The upcoming national election will say something about who and what the American people trust. Both candidates and parties stress the importance of trust. The fact is, they each want you to trust their leadership and promises, but if you read between the lines and have the ability to discern, you will see far more. Neither candidate is perfect, and there are reasons for legitimate concern on both sides.

Who Do You Trust?

The upcoming national election will say something about who and what the American people trust. Both candidates and parties stress the importance of trust. The fact is, they each want you to trust their leadership and promises, but if you read between the lines and have the ability to discern, you will see far more. Neither candidate is perfect, and there are reasons for legitimate concern on both sides. We all want both parties to be concerned with the welfare of the poor, seek better ways to enable the healthcare system to work more efficiently and effectively, provide for the defense of the nation, reign in spending, and enforce constitutional laws.

Some things, however, are very clear: One candidate and party favors limited government and believes in the ability of citizens to be more productive on their own. The other believes government is the primary source of care and that financial resources should be taken from successful people and redistributed to others in order to pay for highly comprehensive social programs. I want to believe that both candidates and parties genuinely care about others, so how to best care for others, especially those with legitimate needs, is the real question.

Here are some facts:

The people must control the government, or the government will control the people. “We the People” will ultimately trust God or government. If the government does not serve us wisely and effectively, we will serve it to our own ruin.

When people are taught to look to government or to others to care for them, they will not look to God. God must be our source. The prophet Jeremiah said, “Cursed is man that trusts in man.” When people in trouble are led or encouraged to look to politicians and the federal government for help, they will not seek God and find the real assistance they so desperately need. When “We the People” are taught not to notice love, care for, or assist our neighbor, we too have been deceived and contribute to our own downfall, loss of freedom, and ultimate bondage. Handing our personal responsibility and the importance of being involved in meeting the needs of others to some agency or national political power destroys hope.

If the American people will again put God in first place, we will notice others and, motivated by true compassion, work together to find meaningful solutions. In addition, we will be personally involved. People in need must see people who care in order to recognize there is a God who also cares. A government program will not, and should not, be expected to reveal the love of God. Trusting government to care for the poor strips God from the equation. This is not biblical compassion.
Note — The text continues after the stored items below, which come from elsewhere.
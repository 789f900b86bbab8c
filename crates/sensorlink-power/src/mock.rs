//! Manually driven power-state source for testing.

use std::sync::{Arc, Mutex};

use crate::error::PowerError;
use crate::{DisplayEvent, DisplaySink, PowerStateSource};

#[derive(Debug, Default)]
struct ManualState {
    sinks: Vec<DisplaySink>,
}

/// Power-state source whose events are raised by the test.
pub struct ManualPowerSource {
    name: String,
    state: Arc<Mutex<ManualState>>,
}

impl ManualPowerSource {
    /// Create a new source and a handle for raising display events.
    pub fn new(name: impl Into<String>) -> (Self, ManualPowerHandle) {
        let name = name.into();
        let state = Arc::new(Mutex::new(ManualState::default()));
        let handle = ManualPowerHandle {
            name: name.clone(),
            state: Arc::clone(&state),
        };
        (Self { name, state }, handle)
    }
}

/// Clonable handle for driving a [`ManualPowerSource`].
#[derive(Clone)]
pub struct ManualPowerHandle {
    name: String,
    state: Arc<Mutex<ManualState>>,
}

impl ManualPowerHandle {
    /// Deliver a display-state change to every subscriber.
    pub fn set_display(&self, active: bool) {
        let state = self.state.lock().unwrap();
        for sink in &state.sinks {
            let _ = sink.send(DisplayEvent {
                source: self.name.clone(),
                active,
            });
        }
    }

    /// How many times the source has been subscribed.
    pub fn subscriptions(&self) -> usize {
        self.state.lock().unwrap().sinks.len()
    }
}

impl PowerStateSource for ManualPowerSource {
    fn name(&self) -> &str {
        &self.name
    }

    fn subscribe(&mut self, sink: DisplaySink) -> Result<(), PowerError> {
        self.state.lock().unwrap().sinks.push(sink);
        Ok(())
    }
}
//! Sample decoding contract and stock decoders.

use tracing::{trace, warn};

use crate::channel::Frames;

/// Turns buffered bytes into samples, one record per call.
///
/// Returning `false` means the step found no complete record; the drain
/// loop stops there and waits for the next readiness notification.
pub trait SampleDecoder {
    fn decode(&mut self, frames: &mut Frames<'_>) -> bool;
}

impl<F> SampleDecoder for F
where
    F: FnMut(&mut Frames<'_>) -> bool,
{
    fn decode(&mut self, frames: &mut Frames<'_>) -> bool {
        self(frames)
    }
}

/// Reads one fixed-size record per step and hands it to `sink`.
pub struct FixedSizeDecoder<F> {
    buf: Vec<u8>,
    sink: F,
}

impl<F: FnMut(&[u8])> FixedSizeDecoder<F> {
    /// A zero `record_size` is treated as one byte.
    pub fn new(record_size: usize, sink: F) -> Self {
        Self {
            buf: vec![0; record_size.max(1)],
            sink,
        }
    }

    pub fn record_size(&self) -> usize {
        self.buf.len()
    }
}

impl<F: FnMut(&[u8])> SampleDecoder for FixedSizeDecoder<F> {
    fn decode(&mut self, frames: &mut Frames<'_>) -> bool {
        if !frames.read(&mut self.buf) {
            return false;
        }
        (self.sink)(&self.buf);
        true
    }
}

/// Largest record count a [`BatchDecoder`] accepts by default.
pub const DEFAULT_MAX_BATCH: u32 = 4096;

/// Reads counted batches: a little-endian `u32` record count followed by
/// that many fixed-size records.
///
/// When the header has arrived but the body is still incomplete, the count
/// is kept and the next step resumes with the body. A count above the
/// batch limit is dropped without reading a body.
pub struct BatchDecoder<F> {
    buf: Vec<u8>,
    pending: Option<u32>,
    max_batch: u32,
    sink: F,
}

impl<F: FnMut(&[u8])> BatchDecoder<F> {
    /// A zero `record_size` is treated as one byte.
    pub fn new(record_size: usize, sink: F) -> Self {
        Self {
            buf: vec![0; record_size.max(1)],
            pending: None,
            max_batch: DEFAULT_MAX_BATCH,
            sink,
        }
    }

    #[must_use]
    pub fn with_max_batch(mut self, max_batch: u32) -> Self {
        self.max_batch = max_batch;
        self
    }

    /// Whether a header has been read whose body has not arrived yet.
    pub fn is_mid_batch(&self) -> bool {
        self.pending.is_some()
    }
}

impl<F: FnMut(&[u8])> SampleDecoder for BatchDecoder<F> {
    fn decode(&mut self, frames: &mut Frames<'_>) -> bool {
        let count = match self.pending {
            Some(count) => count,
            None => {
                let Some(count) = frames.read_u32_le() else {
                    return false;
                };
                if count > self.max_batch {
                    warn!(
                        count,
                        max = self.max_batch,
                        "batch count out of range, dropping header"
                    );
                    return true;
                }
                self.pending = Some(count);
                count
            }
        };

        let needed = (count as usize).saturating_mul(self.buf.len());
        if frames.bytes_available() < needed {
            trace!(count, needed, "batch body incomplete");
            return false;
        }

        for _ in 0..count {
            if !frames.read(&mut self.buf) {
                return false;
            }
            (self.sink)(&self.buf);
        }
        self.pending = None;
        true
    }
}
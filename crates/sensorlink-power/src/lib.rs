//! Display/power-state sources for sensorlink.
//!
//! Defines the [`PowerStateSource`] trait for anything that can report
//! whether the display is active. Sources push [`DisplayEvent`]s into the
//! sink they are subscribed with; the sensor client decides what to do
//! with them. A [`WatchSource`] adapter is provided for hosts that already
//! track display state in a `tokio::sync::watch` channel.

use tokio::sync::mpsc;

pub mod error;
#[cfg(any(test, feature = "mock"))]
pub mod mock;
pub mod watch;

pub use error::PowerError;
pub use watch::WatchSource;

/// A change of display state reported by a named source.
#[derive(Debug, Clone, PartialEq, Eq)]
pub struct DisplayEvent {
    pub source: String,
    pub active: bool,
}

/// Where sources deliver their events.
pub type DisplaySink = mpsc::UnboundedSender<DisplayEvent>;

/// A provider of display-active notifications.
pub trait PowerStateSource: Send + 'static {
    /// Stable name; two sources with the same name are the same signal.
    fn name(&self) -> &str;

    /// Begin delivering events into `sink`.
    fn subscribe(&mut self, sink: DisplaySink) -> Result<(), PowerError>;
}
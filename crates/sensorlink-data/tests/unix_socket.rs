//! Integration tests for the Unix-socket data channel on a real socket.

use std::cell::RefCell;
use std::path::PathBuf;
use std::rc::Rc;
use std::sync::atomic::{AtomicUsize, Ordering};
use std::time::Duration;

use sensorlink_data::{
    BatchDecoder, DataChannel, DataChannelError, DataSocket, FixedSizeDecoder, UnixDataSocket,
};
use sensorlink_types::SessionId;
use tokio::io::{AsyncReadExt, AsyncWriteExt};
use tokio::net::{UnixListener, UnixStream};

static NEXT: AtomicUsize = AtomicUsize::new(0);

fn socket_path() -> PathBuf {
    let n = NEXT.fetch_add(1, Ordering::SeqCst);
    std::env::temp_dir().join(format!("sensorlink-data-{}-{n}.sock", std::process::id()))
}

/// Bind a listener, connect a channel to it and return the service side.
async fn connected_pair(session: SessionId) -> (DataChannel, UnixStream, PathBuf) {
    let path = socket_path();
    let _ = std::fs::remove_file(&path);
    let listener = UnixListener::bind(&path).unwrap();

    let mut channel = DataChannel::new(Box::new(UnixDataSocket::new(&path)));
    let (opened, accepted) = tokio::join!(channel.open(session), listener.accept());
    opened.unwrap();
    let (mut service, _) = accepted.unwrap();

    let mut announced = [0u8; 4];
    service.read_exact(&mut announced).await.unwrap();
    assert_eq!(i32::from_le_bytes(announced), session.0);

    (channel, service, path)
}

async fn wait_readable(channel: &mut DataChannel) -> Result<(), DataChannelError> {
    tokio::time::timeout(Duration::from_secs(2), channel.readable())
        .await
        .expect("readiness timed out")
}

#[tokio::test]
async fn fixed_frames_drain_until_buffer_is_empty() {
    let (mut channel, mut service, path) = connected_pair(SessionId(7)).await;
    channel.subscribe();

    let frames: Vec<u8> = (0u8..4).flat_map(|i| [i; 8]).collect();
    service.write_all(&frames).await.unwrap();

    let records = Rc::new(RefCell::new(Vec::new()));
    let sink = Rc::clone(&records);
    let mut decoder = FixedSizeDecoder::new(8, move |rec: &[u8]| sink.borrow_mut().push(rec[0]));

    // Bytes may arrive in several chunks; keep draining until all four land.
    while records.borrow().len() < 4 {
        wait_readable(&mut channel).await.unwrap();
        channel.drain(&mut decoder);
    }

    assert_eq!(*records.borrow(), vec![0, 1, 2, 3]);
    assert_eq!(channel.bytes_available(), 0);
    let _ = std::fs::remove_file(path);
}

#[tokio::test]
async fn batch_header_survives_split_body() {
    let (mut channel, mut service, path) = connected_pair(SessionId(3)).await;
    channel.subscribe();

    let mut batch = Vec::new();
    batch.extend_from_slice(&2u32.to_le_bytes());
    batch.extend_from_slice(&[0xAA; 6]);

    // Header plus half of the body.
    service.write_all(&batch[..7]).await.unwrap();
    wait_readable(&mut channel).await.unwrap();

    let mut records = Vec::new();
    let mut decoder = BatchDecoder::new(3, |rec: &[u8]| records.push(rec.to_vec()));
    channel.drain(&mut decoder);
    assert!(decoder.is_mid_batch());

    service.write_all(&batch[7..]).await.unwrap();
    while channel.bytes_available() < 6 {
        tokio::task::yield_now().await;
    }
    channel.drain(&mut decoder);
    assert!(!decoder.is_mid_batch());
    drop(decoder);

    assert_eq!(records, vec![vec![0xAA; 3], vec![0xAA; 3]]);
    let _ = std::fs::remove_file(path);
}

#[tokio::test]
async fn service_hangup_is_reported_as_closed() {
    let (mut channel, service, path) = connected_pair(SessionId(1)).await;
    channel.subscribe();
    drop(service);

    assert!(matches!(
        wait_readable(&mut channel).await,
        Err(DataChannelError::Closed)
    ));
    assert!(!channel.wants_readiness());
    let _ = std::fs::remove_file(path);
}

#[tokio::test]
async fn connect_to_missing_socket_fails() {
    let mut socket = UnixDataSocket::new(socket_path());
    let result = socket.connect(SessionId(1)).await;
    assert!(matches!(result, Err(DataChannelError::Connect(_))));
    assert!(matches!(
        socket.disconnect().await,
        Err(DataChannelError::NotConnected)
    ));
}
I am not opposed to a “safety net” approach to welfare, but we are now at the point of providing “ladders” to everyone who feels they need to move upward. Even worse, we are not approaching the solutions with the idea of producing more wealth, but rather with the idea of viewing wealth as a fixed amount that must be reapportioned in order to benefit others. As we cave in to the desires of activists, such as taxpayer-provided condoms for graduate school students, we depart the realm of assisting the poor and enter into a true socialist society. This is not the America that has surpassed the world in wealth, strength, freedom, and positive influence.

People’s needs and weaknesses should help drive them to the correct source of help: God. Instead, we’re training them to turn to government. A faceless federal agency sending out checks with no personal connection is welfare, but it is not compassion in the scriptural sense. If “We the People” keep lifting up the government rather than God and His love as the answer to life’s challenges, we are actually promoting idolatry. Pointing people to government for assistance instead of stepping up and, as the church of Jesus Christ, taking an active, personal hand in helping others is a complete abdication of the call of God. May God forgive us and lead us to repentance!

This election will give us an indication of whom and what the American people trust. If we say no to ever-increasing debt, overreaching entitlements, more taxes (ultimately on everyone), we will also be saying yes to personal responsibility, meaningful acts of compassion, legitimate interest in our neighbors, and a determination to offer assistance bv mentoring others.

This is the only way out, and we must do it together as “We the People,” under God, indivisible. Then, and only then, will we have liberty, justice, and hope for all. We will again be the land of opportunity and a “shining city set on a hill” for all the world to admire. It is not too late, but it is late. Watch and pray—then vote!